Born in 1895 to a German father and a Russian mother, Sorge, like many young men of his generation, was dispirited by his experience in the trenches of the first world war. Recovering from his wounds in hospital, he made his way through Marx. The panacea of communism seduced him: the grandeur of the idea matched his vision of himself.

Sorge’s activism led him to Moscow and the Comintern, the global wing of the Communist Party, “world revolution’s most secret club”. He was dispatched to Shanghai, a madcap colonial city where he drank, caroused and acted the “debauched bourgeois expatriate”, Mr Matthews writes. “He found the role entirely to his liking.”

But it was Japan, where Sorge arrived in 1933, which would host his most fateful exploits. As the tremors of a new war were felt, the question of Japan’s alliances and military ambitions became vital to Soviet leaders. Would Tokyo make a move to the south, deeper into Asia, or north—into Siberia? The latter might well spell doom for the Soviets, whose country was young and unsteady, with untested armed forces that would be hollowed out by Stalin’s purges. Sorge’s bosses in Moscow—his spy ring now reported to the Fourth Directorate of the Red Army’s General Staff—made untangling this riddle his main task for the next eight years.

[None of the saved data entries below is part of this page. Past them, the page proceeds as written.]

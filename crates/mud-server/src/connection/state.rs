// Copyright (C) 2026 The Loom MUD Authors
//
// This program is free software: you can redistribute it and/or modify it under
// the terms of the GNU General Public License as published by the Free Software
// Foundation, version 3.
//
// This program is distributed in the hope that it will be useful, but WITHOUT
// ANY WARRANTY; without even the implied warranty of MERCHANTABILITY or FITNESS
// FOR A PARTICULAR PURPOSE. See the GNU General Public License for more details.
//
// You should have received a copy of the GNU General Public License along with
// this program. If not, see <https://www.gnu.org/licenses/>.
//

//! Per-connection bookkeeping: lifecycle state, negotiated client settings, and the bounded
//! scrollback history used by the input pipeline's history handler.

use std::collections::VecDeque;
use std::time::Instant;

use mud_common::{ConnectionId, UserId};
use tokio::sync::mpsc::UnboundedSender;

/// Where a connection sits in its lifecycle.
#[derive(Debug, Clone, Copy, PartialEq, Eq)]
pub enum ConnectionState {
    /// Accepted, negotiating or showing the login prompt. Not yet associated with a `UserId`.
    Login,
    /// Authenticated and attached to a live character in the world.
    LoggedIn,
    /// Heartbeat timed out (no pong within `pong_wait`) or the socket went quiet past
    /// `zombie_seconds`. Kept around so a reconnect can reclaim the session instead of losing it.
    Zombie,
}

/// Negotiated or defaulted terminal characteristics, refreshed by `NAWS`/charset negotiation on
/// telnet and by an initial control frame on WebSocket.
#[derive(Debug, Clone)]
pub struct ClientSettings {
    pub screen_width: u16,
    pub screen_height: u16,
    pub supports_charset: bool,
    pub echo_enabled: bool,
}

impl Default for ClientSettings {
    fn default() -> Self {
        Self { screen_width: 80, screen_height: 24, supports_charset: false, echo_enabled: true }
    }
}

/// A fixed-capacity ring of previously submitted lines, walked by the history handler when the
/// client sends an up/down-arrow escape sequence.
#[derive(Debug, Clone)]
pub struct History {
    lines: VecDeque<String>,
    capacity: usize,
    /// Cursor into `lines` while replaying; `None` means "not currently browsing history".
    cursor: Option<usize>,
}

impl History {
    pub fn new(capacity: usize) -> Self {
        Self { lines: VecDeque::with_capacity(capacity), capacity, cursor: None }
    }

    pub fn push(&mut self, line: String) {
        if line.trim().is_empty() {
            return;
        }
        if self.lines.len() == self.capacity {
            self.lines.pop_front();
        }
        self.lines.push_back(line);
        self.cursor = None;
    }

    /// Moves the cursor one step older and returns that line, or `None` at the oldest entry.
    pub fn older(&mut self) -> Option<&str> {
        if self.lines.is_empty() {
            return None;
        }
        let next = match self.cursor {
            None => self.lines.len() - 1,
            Some(0) => 0,
            Some(n) => n - 1,
        };
        self.cursor = Some(next);
        self.lines.get(next).map(String::as_str)
    }

    /// Moves the cursor one step newer; returns `None` (and clears browsing) once past the end.
    pub fn newer(&mut self) -> Option<&str> {
        let cursor = self.cursor?;
        if cursor + 1 >= self.lines.len() {
            self.cursor = None;
            return None;
        }
        self.cursor = Some(cursor + 1);
        self.lines.get(cursor + 1).map(String::as_str)
    }

    pub fn reset_cursor(&mut self) {
        self.cursor = None;
    }
}

/// Everything the connection manager tracks about one socket.
pub struct ConnectionDetails {
    pub id: ConnectionId,
    pub remote_addr: String,
    pub state: ConnectionState,
    pub user: Option<UserId>,
    pub history: History,
    pub settings: ClientSettings,
    pub connected_at: Instant,
    pub last_input_at: Instant,
    pub auth_failures: u32,
    /// Outbound line sink back to this connection's write task.
    pub outbox: UnboundedSender<String>,
}

impl ConnectionDetails {
    pub fn new(id: ConnectionId, remote_addr: String, history_capacity: usize, outbox: UnboundedSender<String>) -> Self {
        let now = Instant::now();
        Self {
            id,
            remote_addr,
            state: ConnectionState::Login,
            user: None,
            history: History::new(history_capacity),
            settings: ClientSettings::default(),
            connected_at: now,
            last_input_at: now,
            auth_failures: 0,
            outbox,
        }
    }

    pub fn touch(&mut self) {
        self.last_input_at = Instant::now();
    }
}

#[cfg(test)]
mod tests {
    use super::*;

    #[test]
    fn history_replay_walks_oldest_to_newest_then_stops() {
        let mut h = History::new(3);
        h.push("look".into());
        h.push("say hi".into());
        h.push("inventory".into());
        assert_eq!(h.older(), Some("inventory"));
        assert_eq!(h.older(), Some("say hi"));
        assert_eq!(h.older(), Some("look"));
        // Already at oldest: stays put rather than wrapping.
        assert_eq!(h.older(), Some("look"));
        assert_eq!(h.newer(), Some("say hi"));
        assert_eq!(h.newer(), Some("inventory"));
        assert_eq!(h.newer(), None);
    }

    #[test]
    fn history_drops_oldest_past_capacity() {
        let mut h = History::new(2);
        h.push("a".into());
        h.push("b".into());
        h.push("c".into());
        assert_eq!(h.older(), Some("c"));
        assert_eq!(h.older(), Some("b"));
        assert_eq!(h.older(), Some("b"));
    }

    #[test]
    fn blank_lines_are_not_recorded() {
        let mut h = History::new(2);
        h.push("   ".into());
        assert_eq!(h.older(), None);
    }
}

Sorge carried out this mission with a panache that veered toward recklessness. He twirled women around the dance floor at Tokyo embassy parties and made a name for himself in the drinking dens of Ginza. An American journalist said he “created the impression of being a playboy, almost a wastrel, the very antithesis of a keen and dangerous spy.”

Yet that is what he was. Sorge befriended a German military officer named Eugen Ott—after first seducing his wife, a characteristic Sorge move. With time, Ott rose to become Hitler’s ambassador in Tokyo. As Mr Matthews points out, what made Sorge such a dizzyingly successful spy was that he didn’t so much steal secrets as trade them. Thanks to a member of the ring who was also an adviser to the Japanese prime minister, Sorge had access to the inner sanctum of Japanese politics; he passed this information to Ott, who would share the latest in Nazi strategy from Berlin. All the while, the sum total of this intelligence haul was cabled back to Moscow.

Yet as “An Impeccable Spy” makes clear, intelligence is only as good as those at headquarters who interpret it. And in Moscow in the 1930s, the apparatchiks’ priority was self-preservation. Five successive heads of the Fourth Department were shot in the purges. The survivors’ only hope to avoid a similar fate was to tell Stalin what he wanted to hear: that Hitler would refrain from invading the Soviet Union, and that any suggestions to the contrary were malevolent disinformation.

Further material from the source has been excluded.